Very often, particularly, but not exclusively, in my conversations within law firms, there is a large grey quadruped in the corner which we generally find easier to ignore. Sometimes we talk about it, but largely in despairing tones, the prevailing sense being there is nothing we can do about it. So, people talk about the billable hour, the daily/weekly hours targets, the billing targets, the relentless focus on the headline profit per equity partner (PEP) figures and so on.

In a conversation the other day with an enlightened and unsatisfied law firm partner we dared to address the elephant. She talked to me about the pressure she felt under as one of the highest billing, and therefore highest earning, partners in her firm, and then the pressure that other partners who billed less than her felt, and the pressure forced upon them all by the legal league tables which seem to value the success or otherwise of a firm solely in financial terms (and, even then, purely on the eminently unreliable PEP figure). And then we talked about how the whole unhealthily comparative and competitive edifice was enabled and underpinned by a regular flow of information to her and all the other partners from the finance department listing every fee earner in the firm with their weekly recorded hours, billed hours and recovered hours. I asked her why she and the other partners received this information and what they were supposed to do with it. She shrugged and said something along the lines of “because the finance team send it to us”.

The elephant was silent throughout the above.

We then began to wonder. It was at this point that the elephant, duly addressed, began to listen. We tossed about a few questions that we thought we’d like to ask the partners:

· What is important to you in your work?

· What are the most important values to you in your work?

· Thinking back to a younger you, what made you want to be a lawyer in the first place?

· What made you join this firm as opposed to any of the many others?

· What are the qualities and values of a good lawyer?

· How do you like to describe the firm to potential recruits?

· If you have children, how do you describe to them what you do?

· Would you describe law as a calling, a profession or a business — or some combination of the three?

· How well are the above all reflected in the way you are managed/appraised and rewarded?

We recognised that some of these conversations would go differently from others, and we might want to think about whether we should have some as focus groups and some as individual conversations. And then we imagined holding up a chart of the cumulative values and purpose of the partners on one side and what was counted and rewarded by the firm on the other. We didn’t want to pre-judge any exercise, and we haven’t done it yet, but we fancied there may be some tension between the two, some misalignment. (And, of course, that tension could be in different forms. It may be that the collective values of a firm’s partners are principally about making the most money they can. That is, obviously, fine, but be honest about it and manage the firm on that basis. I had the sense from the partner I was talking to that in the case of her firm the tension would take a different form.)

The elephant was nodding along in agreement.
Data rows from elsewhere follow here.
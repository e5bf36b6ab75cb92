//! Run configuration
//!
//! Read from `<base>/morph.json`. Every field has a default, so the file may
//! name only what it changes, or be absent altogether.

use crate::constants::limits::MAX_NUM_NODES;
use crate::constants::mesh::DEFAULT_COLOR;
use crate::constants::render::{DEFAULT_DEBUG_COLOR, DEFAULT_FRAME_SIZE};
use crate::error::{MorphError, Result};
use crate::mesh::MeshColoring;
use crate::nodes::{ZygoteOptions, ZygoteShape};
use crate::gpu::RenderFlags;
use glam::UVec2;
use serde::{Deserialize, Serialize};
use std::collections::BTreeMap;
use std::path::{Path, PathBuf};

pub const CONFIG_FILE_NAME: &str = "morph.json";

/// Where simulation steps execute
#[derive(Debug, Clone, Copy, PartialEq, Eq, Default, Serialize, Deserialize)]
#[serde(rename_all = "lowercase")]
pub enum Backend {
    #[default]
    Gpu,
    /// Built-in programs stepped on the CPU
    Host,
}

#[derive(Debug, Clone, PartialEq, Serialize, Deserialize)]
#[serde(default)]
pub struct MorphConfig {
    /// Program directory, relative to the base path unless absolute
    pub shader_dir: PathBuf,
    pub morph_programs: Vec<String>,
    /// Program selected at startup; the first registered one when unset
    pub active_program: Option<String>,
    pub backend: Backend,

    pub max_nodes: usize,
    pub zygote_samples: u32,
    pub zygote_shape: ZygoteShape,
    pub with_faces: bool,
    pub jitter: f32,
    pub seed: u64,
    pub num_iters: usize,
    /// User uniform values applied after loading, by uniform name
    pub unif_overrides: BTreeMap<String, Vec<f32>>,

    pub render_faces: bool,
    pub render_points: bool,
    pub render_wireframe: bool,
    pub frame_size: [u32; 2],
    pub debug_color: [f32; 4],
    pub mesh_color: [f32; 4],
    /// Heat-map faces by `data.x` over `[min, max]` instead of `mesh_color`
    pub color_by_data: Option<[f32; 2]>,

    pub log_input_nodes: bool,
    pub log_output_nodes: bool,
    pub log_render_data: bool,
    pub log_durations: bool,
}

impl Default for MorphConfig {
    fn default() -> Self {
        Self {
            shader_dir: PathBuf::from("shaders"),
            morph_programs: vec!["growth.wgsl".to_string(), "identity.wgsl".to_string()],
            active_program: None,
            backend: Backend::default(),
            max_nodes: MAX_NUM_NODES,
            zygote_samples: 10,
            zygote_shape: ZygoteShape::default(),
            with_faces: false,
            jitter: 0.0,
            seed: 0,
            num_iters: 0,
            unif_overrides: BTreeMap::new(),
            render_faces: true,
            render_points: true,
            render_wireframe: true,
            frame_size: DEFAULT_FRAME_SIZE,
            debug_color: DEFAULT_DEBUG_COLOR,
            mesh_color: DEFAULT_COLOR,
            color_by_data: None,
            log_input_nodes: false,
            log_output_nodes: false,
            log_render_data: false,
            log_durations: false,
        }
    }
}

impl MorphConfig {
    /// Loads `<base>/morph.json`, falling back to defaults when it does not exist
    pub fn load(base: &Path) -> Result<Self> {
        let path = base.join(CONFIG_FILE_NAME);
        if !path.is_file() {
            log::info!("No {} in {}, using defaults", CONFIG_FILE_NAME, base.display());
            return Ok(Self::default());
        }
        let text = std::fs::read_to_string(&path).map_err(|e| MorphError::io(&path, e))?;
        let config = Self::from_json(&text)?;
        log::info!("Loaded configuration from {}", path.display());
        Ok(config)
    }

    pub fn from_json(text: &str) -> Result<Self> {
        Ok(serde_json::from_str(text)?)
    }

    pub fn save(&self, base: &Path) -> Result<()> {
        let path = base.join(CONFIG_FILE_NAME);
        let json = serde_json::to_string_pretty(self)?;
        std::fs::write(&path, json).map_err(|e| MorphError::io(&path, e))
    }

    pub fn shader_dir(&self, base: &Path) -> PathBuf {
        base.join(&self.shader_dir)
    }

    pub fn zygote_samples(&self) -> UVec2 {
        UVec2::splat(self.zygote_samples)
    }

    pub fn zygote_options(&self) -> ZygoteOptions {
        ZygoteOptions {
            shape: self.zygote_shape,
            with_faces: self.with_faces,
            jitter: self.jitter,
            seed: self.seed,
        }
    }

    pub fn render_flags(&self) -> RenderFlags {
        RenderFlags {
            faces: self.render_faces,
            wireframe: self.render_wireframe,
            points: self.render_points,
        }
    }

    pub fn mesh_coloring(&self) -> MeshColoring {
        match self.color_by_data {
            Some([min, max]) => MeshColoring::Heat { min, max },
            None => MeshColoring::Constant(self.mesh_color),
        }
    }
}

#[cfg(test)]
mod tests {
    use super::*;

    #[test]
    fn test_defaults() {
        let config = MorphConfig::default();
        assert_eq!(config.max_nodes, 1_562_500);
        assert_eq!(config.zygote_samples, 10);
        assert_eq!(config.num_iters, 0);
        assert_eq!(config.backend, Backend::Gpu);
        assert_eq!(config.frame_size, [1300, 700]);
        assert_eq!(config.morph_programs, vec!["growth.wgsl", "identity.wgsl"]);
        assert!(config.render_faces && config.render_points && config.render_wireframe);
        assert!(!config.log_durations);
    }

    #[test]
    fn test_partial_json_keeps_other_defaults() {
        let config = MorphConfig::from_json(
            r#"{ "backend": "host", "num_iters": 5, "zygote_shape": "sphere",
                 "unif_overrides": { "spring_len": [0.25] } }"#,
        )
        .unwrap();
        assert_eq!(config.backend, Backend::Host);
        assert_eq!(config.num_iters, 5);
        assert_eq!(config.zygote_shape, ZygoteShape::Sphere);
        assert_eq!(config.unif_overrides["spring_len"], vec![0.25]);
        assert_eq!(config.zygote_samples, 10);
        assert_eq!(config.shader_dir, PathBuf::from("shaders"));
    }

    #[test]
    fn test_invalid_json_is_config_error() {
        let err = MorphConfig::from_json("{ \"num_iters\": \"many\" }").unwrap_err();
        assert!(matches!(err, crate::error::MorphError::Config(_)));
    }

    #[test]
    fn test_missing_file_gives_defaults() {
        let dir = std::env::temp_dir().join("morph_config_missing");
        let _ = std::fs::create_dir_all(&dir);
        let _ = std::fs::remove_file(dir.join(CONFIG_FILE_NAME));
        assert_eq!(MorphConfig::load(&dir).unwrap(), MorphConfig::default());
    }

    #[test]
    fn test_save_then_load() {
        let dir = std::env::temp_dir().join("morph_config_saved");
        std::fs::create_dir_all(&dir).unwrap();
        let config = MorphConfig {
            num_iters: 12,
            color_by_data: Some([0.0, 10.0]),
            ..Default::default()
        };
        config.save(&dir).unwrap();
        assert_eq!(MorphConfig::load(&dir).unwrap(), config);
    }

    #[test]
    fn test_mesh_coloring() {
        let mut config = MorphConfig::default();
        assert_eq!(config.mesh_coloring(), MeshColoring::Constant(DEFAULT_COLOR));
        config.color_by_data = Some([1.0, 2.0]);
        assert_eq!(config.mesh_coloring(), MeshColoring::Heat { min: 1.0, max: 2.0 });
    }
}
He seemed, however, to think we hadn’t finished.

I am hopeful we will return to the conversation and that we might go so far as having those conversations with the partners and, if we are right in our hunch about that tension, help them think about how to address it.

It was only afterwards as I was reflecting on the conversation that I realised the connection between all this and the work of the MBC, and possibly where the elephant was wanting us to get to.

Tension causes stress. If there is a tension between my purpose and values and the apparent purpose and values of the organisation for which I work, this will cause stress. If there is tension between what the organisation says it is about (perhaps on large granite blocks in the reception area or coloured boxes on the internet) and the reality of how I am managed and rewarded, this will cause stress. If there is tension between how we describe what we are to potential recruits, or clients, or our family, and the reality of our day-to-day experience, this will cause stress.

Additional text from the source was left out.